Jurnal Ilmu Kehutanan (Jul 2020)
Financial Analysis of a Small Scale Cajuput Plantation: A Case Study of A Pilot Project for A Farmer Group in Rimbajaya Village, East Biak District
Abstract
Production of cajuput oil from the Moluccas and Java Island is currently far below the domestic demand for the oil. Extensification of small-scale cajuput plantations managed by community using improved seeds is expected to increase cajuput oil production in Indonesia. This study investigates the financial feasibility of a 5 ha-cajuput plantation using data collected from a pilot project for a farmer group in Rimbajaya Village, East Biak District. Financial feasibility was assessed by calculating four investment criteria: net present value (NPV), internal rate of return (IRR), benefit-cost ratio (BCR) and payback period.

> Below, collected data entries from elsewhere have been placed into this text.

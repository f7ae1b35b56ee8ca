//! Common module for library exports

pub use crate::artifact::{ArtifactNaming, ArtifactSink, FileSink};
pub use crate::assembler::LogAssembler;
pub use crate::config::CrashConfig;
pub use crate::dump::{CrashDumpWriter, DumpCompletion};
pub use crate::error::{CrashError, CrashResult};
pub use crate::gate::{EmergencyGate, OpenGate, Outcome, ProcessTerminator, Terminator};
pub use crate::handler::{install, set_error_message, CrashHandler, CrashHandlerBuilder};
pub use crate::report::{CrashContext, CrashReport, ReportSection, SectionResult};
pub use crate::signals::{FatalSignal, FATAL_SIGNALS};
//! Convenient re-exports for common usage.
//!
//! ```
//! use counter_kit::prelude::*;
//! ```

pub use crate::Action;
pub use crate::AlreadyInProgress;
pub use crate::AsyncStatus;
pub use crate::BoundedCounter;
pub use crate::ConfigurationError;
pub use crate::CounterConfig;
pub use crate::CounterEvent;
pub use crate::CounterState;
#[cfg(feature = "persist")]
pub use crate::persist::{FileStore, MemoryStore, StateStore};
//! Error types.
//!
//! Construction is the only place a counter can be misconfigured, and the
//! asynchronous mutator is the only operation with a runtime failure mode.
//! Every other mutator is total over `i64`.

use thiserror::Error;

use crate::Bounds;

/// A [`CounterConfig`](crate::CounterConfig) that cannot produce a counter.
///
/// Returned by [`BoundedCounter::new`](crate::BoundedCounter::new). The
/// counter never clamps a bad initial value into range; the caller has to
/// rebuild the configuration.
#[derive(Debug, Clone, Copy, PartialEq, Eq, Error)]
pub enum ConfigurationError {
    /// The lower bound is greater than the upper bound.
    #[error("min ({min}) is greater than max ({max})")]
    InvertedBounds {
        /// Configured lower bound.
        min: i64,
        /// Configured upper bound.
        max: i64,
    },
    /// The initial value lies outside the configured bounds.
    #[error("initial value {initial} lies outside {bounds}")]
    InitialOutOfBounds {
        /// Configured initial value.
        initial: i64,
        /// Resolved bounds the value was checked against.
        bounds: Bounds,
    },
    /// The step is zero or negative.
    #[error("step must be positive, got {0}")]
    NonPositiveStep(i64),
}

/// An asynchronous increment was requested while another one is in flight.
///
/// Recoverable: retry once [`BoundedCounter::is_loading`](crate::BoundedCounter::is_loading)
/// reports `false` again.
#[derive(Debug, Clone, Copy, PartialEq, Eq, Error)]
#[error("an asynchronous increment is already in progress")]
pub struct AlreadyInProgress;

/// Errors from saving, loading, or parsing persisted counter data.
#[cfg(feature = "persist")]
#[derive(Debug, Error)]
pub enum PersistError {
    /// Filesystem access failed.
    #[error("I/O error: {0}")]
    Io(#[from] std::io::Error),
    /// A snapshot could not be encoded or decoded.
    #[error("snapshot encoding error: {0}")]
    Json(#[from] serde_json::Error),
    /// A configuration document could not be parsed.
    #[error("invalid configuration document: {0}")]
    Toml(#[from] toml::de::Error),
    /// A snapshot was written by an incompatible version.
    #[error("unsupported snapshot version {0}")]
    UnsupportedVersion(u8),
    /// The storage backend reported an error.
    #[error("storage backend error: {0}")]
    Store(String),
    /// The parsed configuration was rejected.
    #[error(transparent)]
    Configuration(#[from] ConfigurationError),
}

The analysis showed that a small-scale cajuput plantation was financially feasible with NPV (25 years) at a 9.2% discount rate was IDR 757,171,972.00 (IDR 151,434,394.32 per hectare), IRR of 72.74%, BCR of 1.77 and payback period after 2 years and 3 months. Investation in a cajuput plantation planted with improved seeds is more feasible than that in bamboo, sengon, palm oil and coffee plantations.